[Input data]
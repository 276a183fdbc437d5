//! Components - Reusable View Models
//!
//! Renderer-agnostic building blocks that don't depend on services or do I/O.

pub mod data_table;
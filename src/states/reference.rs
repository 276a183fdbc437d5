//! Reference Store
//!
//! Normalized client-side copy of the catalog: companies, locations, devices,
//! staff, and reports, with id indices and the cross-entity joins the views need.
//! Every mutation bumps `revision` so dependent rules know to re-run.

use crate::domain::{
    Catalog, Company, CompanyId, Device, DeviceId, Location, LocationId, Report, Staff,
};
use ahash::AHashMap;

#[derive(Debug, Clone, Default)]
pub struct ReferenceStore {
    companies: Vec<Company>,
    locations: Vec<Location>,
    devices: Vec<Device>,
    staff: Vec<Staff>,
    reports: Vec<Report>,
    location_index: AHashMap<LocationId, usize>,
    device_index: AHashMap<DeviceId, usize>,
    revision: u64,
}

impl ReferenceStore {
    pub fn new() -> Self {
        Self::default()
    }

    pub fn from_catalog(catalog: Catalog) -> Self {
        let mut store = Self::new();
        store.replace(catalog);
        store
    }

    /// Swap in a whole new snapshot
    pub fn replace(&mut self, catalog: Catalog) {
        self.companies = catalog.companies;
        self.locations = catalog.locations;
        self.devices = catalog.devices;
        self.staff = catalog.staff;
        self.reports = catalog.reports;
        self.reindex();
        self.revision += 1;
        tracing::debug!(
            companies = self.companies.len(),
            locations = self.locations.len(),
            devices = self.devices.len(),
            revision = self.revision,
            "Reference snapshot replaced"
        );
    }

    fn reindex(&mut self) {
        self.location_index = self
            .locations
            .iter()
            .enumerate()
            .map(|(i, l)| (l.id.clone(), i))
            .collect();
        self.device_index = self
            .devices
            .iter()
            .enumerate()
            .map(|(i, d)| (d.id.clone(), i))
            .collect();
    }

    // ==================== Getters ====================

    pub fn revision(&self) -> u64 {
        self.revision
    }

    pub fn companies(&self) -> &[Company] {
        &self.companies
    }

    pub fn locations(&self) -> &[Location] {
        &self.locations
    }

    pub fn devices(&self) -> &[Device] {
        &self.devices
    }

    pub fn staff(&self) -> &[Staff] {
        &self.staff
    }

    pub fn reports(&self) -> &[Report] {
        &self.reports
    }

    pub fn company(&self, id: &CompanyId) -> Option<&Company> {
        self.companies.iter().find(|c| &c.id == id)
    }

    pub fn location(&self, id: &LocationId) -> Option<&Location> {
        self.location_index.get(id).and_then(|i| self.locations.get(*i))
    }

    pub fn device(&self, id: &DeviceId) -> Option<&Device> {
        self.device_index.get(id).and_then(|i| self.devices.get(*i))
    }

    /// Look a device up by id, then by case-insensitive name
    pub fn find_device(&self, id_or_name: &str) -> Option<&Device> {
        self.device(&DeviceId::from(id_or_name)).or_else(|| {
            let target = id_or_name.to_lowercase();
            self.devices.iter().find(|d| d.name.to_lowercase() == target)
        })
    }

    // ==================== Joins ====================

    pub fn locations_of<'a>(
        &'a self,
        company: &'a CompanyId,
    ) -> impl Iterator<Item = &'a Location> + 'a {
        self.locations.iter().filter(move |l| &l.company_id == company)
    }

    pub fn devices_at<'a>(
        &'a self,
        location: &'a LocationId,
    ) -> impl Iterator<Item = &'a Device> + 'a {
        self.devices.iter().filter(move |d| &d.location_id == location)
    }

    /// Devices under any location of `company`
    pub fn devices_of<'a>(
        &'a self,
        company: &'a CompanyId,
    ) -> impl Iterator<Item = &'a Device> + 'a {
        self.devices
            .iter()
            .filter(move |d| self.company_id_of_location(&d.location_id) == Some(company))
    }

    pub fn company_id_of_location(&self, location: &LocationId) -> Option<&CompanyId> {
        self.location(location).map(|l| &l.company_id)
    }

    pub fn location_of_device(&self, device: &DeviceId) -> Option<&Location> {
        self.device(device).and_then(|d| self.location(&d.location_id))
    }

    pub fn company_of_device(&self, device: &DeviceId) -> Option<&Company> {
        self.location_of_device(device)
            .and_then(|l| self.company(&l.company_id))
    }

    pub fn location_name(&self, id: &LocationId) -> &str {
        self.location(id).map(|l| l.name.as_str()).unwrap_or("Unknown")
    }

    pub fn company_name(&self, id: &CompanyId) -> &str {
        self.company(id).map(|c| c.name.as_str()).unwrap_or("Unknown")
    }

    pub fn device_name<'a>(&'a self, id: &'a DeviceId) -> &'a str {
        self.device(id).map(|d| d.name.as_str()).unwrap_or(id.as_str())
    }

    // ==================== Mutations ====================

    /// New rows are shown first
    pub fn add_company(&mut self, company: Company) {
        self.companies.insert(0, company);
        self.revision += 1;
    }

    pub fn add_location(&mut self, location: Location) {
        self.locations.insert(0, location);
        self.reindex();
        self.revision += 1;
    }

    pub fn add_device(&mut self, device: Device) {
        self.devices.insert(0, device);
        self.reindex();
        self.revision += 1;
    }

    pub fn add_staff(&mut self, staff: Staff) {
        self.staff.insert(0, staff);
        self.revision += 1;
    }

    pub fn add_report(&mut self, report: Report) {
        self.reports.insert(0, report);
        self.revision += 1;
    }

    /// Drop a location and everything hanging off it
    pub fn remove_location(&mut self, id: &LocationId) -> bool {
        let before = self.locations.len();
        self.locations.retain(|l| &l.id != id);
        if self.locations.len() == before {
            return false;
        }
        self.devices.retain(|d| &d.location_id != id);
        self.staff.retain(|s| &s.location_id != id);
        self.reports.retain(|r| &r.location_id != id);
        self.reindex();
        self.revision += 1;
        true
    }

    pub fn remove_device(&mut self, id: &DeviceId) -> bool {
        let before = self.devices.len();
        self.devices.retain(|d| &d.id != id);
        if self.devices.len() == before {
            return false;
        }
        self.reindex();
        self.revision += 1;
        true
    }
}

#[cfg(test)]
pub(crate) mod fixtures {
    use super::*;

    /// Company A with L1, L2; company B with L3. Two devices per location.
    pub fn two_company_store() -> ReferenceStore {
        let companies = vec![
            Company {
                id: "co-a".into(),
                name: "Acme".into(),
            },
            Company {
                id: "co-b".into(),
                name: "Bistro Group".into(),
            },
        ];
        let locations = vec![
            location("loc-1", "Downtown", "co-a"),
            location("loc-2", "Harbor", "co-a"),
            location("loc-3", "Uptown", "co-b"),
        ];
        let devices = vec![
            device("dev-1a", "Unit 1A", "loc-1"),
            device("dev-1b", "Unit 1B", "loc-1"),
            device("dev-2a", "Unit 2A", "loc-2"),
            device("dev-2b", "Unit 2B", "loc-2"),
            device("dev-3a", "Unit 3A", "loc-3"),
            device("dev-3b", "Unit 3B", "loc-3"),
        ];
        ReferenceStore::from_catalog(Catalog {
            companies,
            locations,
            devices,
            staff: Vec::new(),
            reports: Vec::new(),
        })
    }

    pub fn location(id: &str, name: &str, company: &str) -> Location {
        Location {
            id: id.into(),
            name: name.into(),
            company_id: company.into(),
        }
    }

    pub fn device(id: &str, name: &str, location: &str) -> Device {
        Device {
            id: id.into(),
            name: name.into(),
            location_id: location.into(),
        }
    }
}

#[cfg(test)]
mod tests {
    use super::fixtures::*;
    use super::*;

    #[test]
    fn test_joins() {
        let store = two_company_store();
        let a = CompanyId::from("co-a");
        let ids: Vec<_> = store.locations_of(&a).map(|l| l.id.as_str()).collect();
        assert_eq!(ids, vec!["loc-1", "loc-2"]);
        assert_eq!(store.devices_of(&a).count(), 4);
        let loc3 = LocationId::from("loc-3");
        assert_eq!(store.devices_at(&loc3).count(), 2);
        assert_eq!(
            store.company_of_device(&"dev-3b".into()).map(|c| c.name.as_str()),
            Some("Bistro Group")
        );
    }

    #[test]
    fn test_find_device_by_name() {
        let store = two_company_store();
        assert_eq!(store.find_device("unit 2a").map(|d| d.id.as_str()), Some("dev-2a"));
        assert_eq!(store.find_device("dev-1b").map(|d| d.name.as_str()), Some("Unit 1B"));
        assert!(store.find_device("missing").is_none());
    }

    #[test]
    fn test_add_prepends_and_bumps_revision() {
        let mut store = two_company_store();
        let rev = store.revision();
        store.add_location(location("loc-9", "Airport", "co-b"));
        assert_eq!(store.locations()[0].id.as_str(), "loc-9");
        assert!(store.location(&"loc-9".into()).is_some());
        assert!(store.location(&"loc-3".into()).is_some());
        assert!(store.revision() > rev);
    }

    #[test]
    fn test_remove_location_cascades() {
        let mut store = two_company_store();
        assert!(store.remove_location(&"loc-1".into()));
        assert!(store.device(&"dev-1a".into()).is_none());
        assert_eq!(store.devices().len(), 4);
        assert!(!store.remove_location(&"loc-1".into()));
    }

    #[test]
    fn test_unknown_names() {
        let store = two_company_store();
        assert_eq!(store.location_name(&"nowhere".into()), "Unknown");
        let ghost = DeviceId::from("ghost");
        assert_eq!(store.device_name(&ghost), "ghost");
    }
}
* * *
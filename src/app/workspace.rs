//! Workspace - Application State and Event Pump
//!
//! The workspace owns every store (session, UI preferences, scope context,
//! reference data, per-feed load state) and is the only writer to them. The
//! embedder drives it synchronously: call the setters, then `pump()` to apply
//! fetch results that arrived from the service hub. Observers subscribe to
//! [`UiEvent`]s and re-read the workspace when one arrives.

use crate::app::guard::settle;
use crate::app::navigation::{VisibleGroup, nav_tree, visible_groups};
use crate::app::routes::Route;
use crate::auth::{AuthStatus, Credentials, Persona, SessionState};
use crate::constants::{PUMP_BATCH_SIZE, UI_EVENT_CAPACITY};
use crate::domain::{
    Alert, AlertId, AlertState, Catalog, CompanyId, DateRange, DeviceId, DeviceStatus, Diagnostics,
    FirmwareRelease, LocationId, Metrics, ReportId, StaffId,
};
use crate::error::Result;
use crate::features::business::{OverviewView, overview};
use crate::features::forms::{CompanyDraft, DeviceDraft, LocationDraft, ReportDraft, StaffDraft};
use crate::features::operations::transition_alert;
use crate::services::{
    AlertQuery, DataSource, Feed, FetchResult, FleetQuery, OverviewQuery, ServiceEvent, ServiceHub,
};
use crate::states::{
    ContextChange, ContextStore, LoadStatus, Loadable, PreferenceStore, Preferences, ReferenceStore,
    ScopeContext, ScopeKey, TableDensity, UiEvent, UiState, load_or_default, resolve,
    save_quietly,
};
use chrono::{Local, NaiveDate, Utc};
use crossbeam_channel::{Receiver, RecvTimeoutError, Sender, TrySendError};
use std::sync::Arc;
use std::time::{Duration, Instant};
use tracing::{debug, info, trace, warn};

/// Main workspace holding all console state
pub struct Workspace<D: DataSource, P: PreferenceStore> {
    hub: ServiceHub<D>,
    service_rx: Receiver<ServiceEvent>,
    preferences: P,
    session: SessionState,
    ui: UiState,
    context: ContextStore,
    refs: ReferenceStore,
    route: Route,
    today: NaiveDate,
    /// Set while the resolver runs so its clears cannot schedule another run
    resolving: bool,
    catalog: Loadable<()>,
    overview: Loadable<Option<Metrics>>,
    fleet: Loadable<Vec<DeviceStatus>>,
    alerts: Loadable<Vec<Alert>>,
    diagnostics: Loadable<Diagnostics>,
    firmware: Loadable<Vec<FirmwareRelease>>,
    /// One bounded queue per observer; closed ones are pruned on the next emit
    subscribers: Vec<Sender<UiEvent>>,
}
* * *
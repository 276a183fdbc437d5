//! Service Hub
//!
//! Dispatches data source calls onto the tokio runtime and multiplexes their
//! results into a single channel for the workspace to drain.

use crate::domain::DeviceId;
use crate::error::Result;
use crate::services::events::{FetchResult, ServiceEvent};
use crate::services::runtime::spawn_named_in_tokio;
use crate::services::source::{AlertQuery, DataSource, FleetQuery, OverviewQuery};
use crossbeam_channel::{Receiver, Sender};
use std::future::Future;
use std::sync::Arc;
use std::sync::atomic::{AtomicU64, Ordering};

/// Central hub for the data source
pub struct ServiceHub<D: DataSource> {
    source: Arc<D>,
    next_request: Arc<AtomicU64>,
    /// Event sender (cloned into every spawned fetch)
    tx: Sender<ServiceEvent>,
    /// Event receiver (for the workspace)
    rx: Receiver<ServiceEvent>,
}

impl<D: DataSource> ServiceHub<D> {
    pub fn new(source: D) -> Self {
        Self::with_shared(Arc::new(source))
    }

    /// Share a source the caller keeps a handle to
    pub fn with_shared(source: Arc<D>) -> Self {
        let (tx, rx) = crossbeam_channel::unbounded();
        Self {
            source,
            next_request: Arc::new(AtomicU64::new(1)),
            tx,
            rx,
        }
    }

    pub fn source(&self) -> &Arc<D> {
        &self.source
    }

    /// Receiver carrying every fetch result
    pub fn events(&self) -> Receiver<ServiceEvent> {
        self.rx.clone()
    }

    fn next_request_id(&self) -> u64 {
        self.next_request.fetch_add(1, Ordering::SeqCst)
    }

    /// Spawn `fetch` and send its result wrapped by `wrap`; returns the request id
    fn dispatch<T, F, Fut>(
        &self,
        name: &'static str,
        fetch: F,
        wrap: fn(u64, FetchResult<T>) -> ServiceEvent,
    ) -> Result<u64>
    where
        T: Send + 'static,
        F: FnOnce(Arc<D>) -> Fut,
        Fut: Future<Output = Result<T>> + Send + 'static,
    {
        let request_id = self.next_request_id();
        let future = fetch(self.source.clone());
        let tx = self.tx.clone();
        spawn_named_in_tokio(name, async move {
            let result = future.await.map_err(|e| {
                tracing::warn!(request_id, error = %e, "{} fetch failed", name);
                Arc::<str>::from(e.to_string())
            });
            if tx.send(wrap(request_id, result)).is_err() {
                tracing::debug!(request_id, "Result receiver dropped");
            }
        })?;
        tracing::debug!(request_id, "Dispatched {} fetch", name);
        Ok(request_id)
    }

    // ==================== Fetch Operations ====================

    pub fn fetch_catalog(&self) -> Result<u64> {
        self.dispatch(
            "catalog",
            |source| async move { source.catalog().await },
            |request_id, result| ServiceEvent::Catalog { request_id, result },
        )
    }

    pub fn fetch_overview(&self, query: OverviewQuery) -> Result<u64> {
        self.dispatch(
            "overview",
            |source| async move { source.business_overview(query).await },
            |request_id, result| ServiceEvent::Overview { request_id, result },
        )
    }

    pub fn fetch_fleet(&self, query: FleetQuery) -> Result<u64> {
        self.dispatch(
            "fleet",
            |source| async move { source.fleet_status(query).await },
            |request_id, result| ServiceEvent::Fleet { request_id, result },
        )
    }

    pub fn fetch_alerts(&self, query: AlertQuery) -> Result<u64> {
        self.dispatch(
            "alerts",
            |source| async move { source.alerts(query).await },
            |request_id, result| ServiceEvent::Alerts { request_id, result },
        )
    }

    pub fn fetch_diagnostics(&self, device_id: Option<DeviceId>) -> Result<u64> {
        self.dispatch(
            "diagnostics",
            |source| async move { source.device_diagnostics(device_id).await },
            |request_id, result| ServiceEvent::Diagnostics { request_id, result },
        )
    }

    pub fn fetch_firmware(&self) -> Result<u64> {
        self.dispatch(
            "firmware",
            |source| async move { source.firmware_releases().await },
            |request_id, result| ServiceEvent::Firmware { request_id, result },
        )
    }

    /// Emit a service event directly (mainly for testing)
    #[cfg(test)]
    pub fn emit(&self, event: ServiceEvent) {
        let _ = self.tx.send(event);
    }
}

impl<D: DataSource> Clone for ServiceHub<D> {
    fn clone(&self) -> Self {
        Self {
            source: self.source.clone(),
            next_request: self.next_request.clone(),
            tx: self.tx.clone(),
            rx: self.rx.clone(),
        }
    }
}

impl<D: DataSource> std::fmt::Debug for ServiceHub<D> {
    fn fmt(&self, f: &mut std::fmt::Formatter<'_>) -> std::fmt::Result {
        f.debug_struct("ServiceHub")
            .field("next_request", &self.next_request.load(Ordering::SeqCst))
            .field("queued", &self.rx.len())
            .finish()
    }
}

[Work item]
Each line above that contains the word "ContextStore" should be counted, and only the total given.

[Result of the exercise]
2